─── DATA SHOWN

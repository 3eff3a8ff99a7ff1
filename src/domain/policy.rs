//! Device selection policy
//!
//! Pure function of (configuration, snapshot): identical inputs always
//! produce an identical selection, which keeps the policy unit-testable
//! without hardware. Precedence per category, most specific first:
//! manual override, posture priority list, category heuristic.

use super::config::SwitchConfig;
use super::device::{AudioDevice, DeviceCategory, VideoDevice};
use super::posture::Posture;
use super::selection::Selection;
use super::snapshot::DeviceSnapshot;

/// Multi-tier device selection over one snapshot.
pub struct SelectionPolicy<'a> {
    config: &'a SwitchConfig,
}

impl<'a> SelectionPolicy<'a> {
    pub fn new(config: &'a SwitchConfig) -> Self {
        Self { config }
    }

    /// Compute the selection for all three categories.
    ///
    /// Never fails: an empty device list at any tier yields `None` for
    /// that category.
    pub fn evaluate(&self, snapshot: &DeviceSnapshot) -> Selection {
        Selection {
            mic: self.select_mic(snapshot),
            output: self.select_output(snapshot),
            camera: self.select_camera(snapshot),
            reason: snapshot.posture.mode_label().to_string(),
        }
    }

    // --- Mic ---

    fn select_mic(&self, snapshot: &DeviceSnapshot) -> Option<AudioDevice> {
        let inputs: Vec<&AudioDevice> = snapshot
            .audio_devices
            .iter()
            .filter(|d| d.has_input)
            .collect();

        // Overrides bypass the blocklist
        if let Some(device) = self.override_match(snapshot, DeviceCategory::Mic, &inputs) {
            return Some(device.clone());
        }

        let eligible: Vec<&AudioDevice> = inputs
            .iter()
            .copied()
            .filter(|d| !self.config.is_blocked(DeviceCategory::Mic, &d.name))
            .collect();

        if let Some(device) =
            self.priority_match(snapshot.posture, DeviceCategory::Mic, &eligible)
        {
            return Some(device.clone());
        }

        // Docked setups usually pair a streaming camera with its own mic
        if snapshot.posture == Posture::Closed {
            if let Some(device) = eligible
                .iter()
                .find(|d| self.config.matches_stream_cam(&d.name))
            {
                return Some((*device).clone());
            }
        }

        eligible
            .iter()
            .find(|d| d.is_built_in())
            .map(|d| (*d).clone())
    }

    // --- Output ---

    fn select_output(&self, snapshot: &DeviceSnapshot) -> Option<AudioDevice> {
        let outputs: Vec<&AudioDevice> = snapshot
            .audio_devices
            .iter()
            .filter(|d| d.has_output)
            .collect();

        if let Some(device) = self.override_match(snapshot, DeviceCategory::Output, &outputs) {
            return Some(device.clone());
        }

        let eligible: Vec<&AudioDevice> = outputs
            .iter()
            .copied()
            .filter(|d| !self.config.is_blocked(DeviceCategory::Output, &d.name))
            .collect();

        if let Some(device) =
            self.priority_match(snapshot.posture, DeviceCategory::Output, &eligible)
        {
            return Some(device.clone());
        }

        // Externals first: Bluetooth/USB, skipping the stream cam's own
        // audio endpoint
        if let Some(device) = eligible.iter().find(|d| {
            !d.is_built_in()
                && (d.is_bluetooth() || d.is_usb())
                && !self.config.matches_stream_cam(&d.name)
        }) {
            return Some((*device).clone());
        }

        // Then displays and output-only USB endpoints
        if let Some(device) = eligible
            .iter()
            .find(|d| !d.is_built_in() && (d.is_hdmi() || (d.is_usb() && !d.has_input)))
        {
            return Some((*device).clone());
        }

        if self.config.allow_builtin_speakers {
            if let Some(device) = eligible.iter().find(|d| d.is_built_in()) {
                return Some((*device).clone());
            }
        }

        // Built-in as last resort only when nothing else is attached at all
        match outputs.as_slice() {
            [only] if only.is_built_in() => Some((*only).clone()),
            _ => None,
        }
    }

    // --- Camera ---

    fn select_camera(&self, snapshot: &DeviceSnapshot) -> Option<VideoDevice> {
        let cameras = &snapshot.video_devices;

        if let Some(name) = snapshot.overrides.get(&DeviceCategory::Camera) {
            if let Some(device) = cameras.iter().find(|d| &d.name == name) {
                return Some(device.clone());
            }
        }

        for name in self
            .config
            .priorities(snapshot.posture, DeviceCategory::Camera)
        {
            if let Some(device) = cameras.iter().find(|d| &d.name == name) {
                return Some(device.clone());
            }
        }

        match snapshot.posture {
            Posture::Closed => cameras
                .iter()
                .find(|d| self.config.matches_stream_cam(&d.name))
                .or_else(|| cameras.iter().find(|d| !d.is_built_in))
                .or_else(|| cameras.iter().find(|d| d.is_built_in))
                .cloned(),
            Posture::Open => cameras
                .iter()
                .find(|d| d.is_built_in)
                .or_else(|| cameras.first())
                .cloned(),
        }
    }

    // --- Shared tiers ---

    fn override_match<'d>(
        &self,
        snapshot: &DeviceSnapshot,
        category: DeviceCategory,
        pool: &[&'d AudioDevice],
    ) -> Option<&'d AudioDevice> {
        let name = snapshot.overrides.get(&category)?;
        pool.iter().copied().find(|d| &d.name == name)
    }

    fn priority_match<'d>(
        &self,
        posture: Posture,
        category: DeviceCategory,
        pool: &[&'d AudioDevice],
    ) -> Option<&'d AudioDevice> {
        for name in self.config.priorities(posture, category) {
            if let Some(device) = pool.iter().copied().find(|d| &d.name == name) {
                return Some(device);
            }
        }
        None
    }
}
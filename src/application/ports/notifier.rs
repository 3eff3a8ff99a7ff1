//! Notification port interface

use async_trait::async_trait;
use thiserror::Error;

/// Notification errors
#[derive(Debug, Clone, Error)]
pub enum NotificationError {
    #[error("notify-send not found")]
    NotifySendNotFound,

    #[error("Failed to show notification: {0}")]
    SendFailed(String),
}

/// Notification icon types
#[derive(Debug, Clone, Copy, PartialEq, Eq)]
pub enum NotificationIcon {
    Info,
    Mic,
    Speakers,
    Camera,
}

impl NotificationIcon {
    /// Get the freedesktop icon name
    pub const fn icon_name(&self) -> &'static str {
        match self {
            Self::Info => "dialog-information",
            Self::Mic => "audio-input-microphone",
            Self::Speakers => "audio-speakers",
            Self::Camera => "camera-web",
        }
    }
}

/// Port for desktop notifications announcing a device switch.
#[async_trait]
pub trait Notifier: Send + Sync {
    /// Show a desktop notification.
    ///
    /// # Arguments
    /// * `title` - The notification title
    /// * `message` - The notification body
    /// * `icon` - The icon to display
    async fn notify(
        &self,
        title: &str,
        message: &str,
        icon: NotificationIcon,
    ) -> Result<(), NotificationError>;
}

──────

● WHAT YOU SHOULD DO: Among the records above, extract exactly the lines from the line with "pub fn new(config: &'a" to the line with "fn select_mic(&self, snapshot: &DeviceSnapshot)", both lines included, and leave out the rest.

● ANSWER TO THIS EXERCISE:
    pub fn new(config: &'a SwitchConfig) -> Self {
        Self { config }
    }

    /// Compute the selection for all three categories.
    ///
    /// Never fails: an empty device list at any tier yields `None` for
    /// that category.
    pub fn evaluate(&self, snapshot: &DeviceSnapshot) -> Selection {
        Selection {
            mic: self.select_mic(snapshot),
            output: self.select_output(snapshot),
            camera: self.select_camera(snapshot),
            reason: snapshot.posture.mode_label().to_string(),
        }
    }

    // --- Mic ---

    fn select_mic(&self, snapshot: &DeviceSnapshot) -> Option<AudioDevice> {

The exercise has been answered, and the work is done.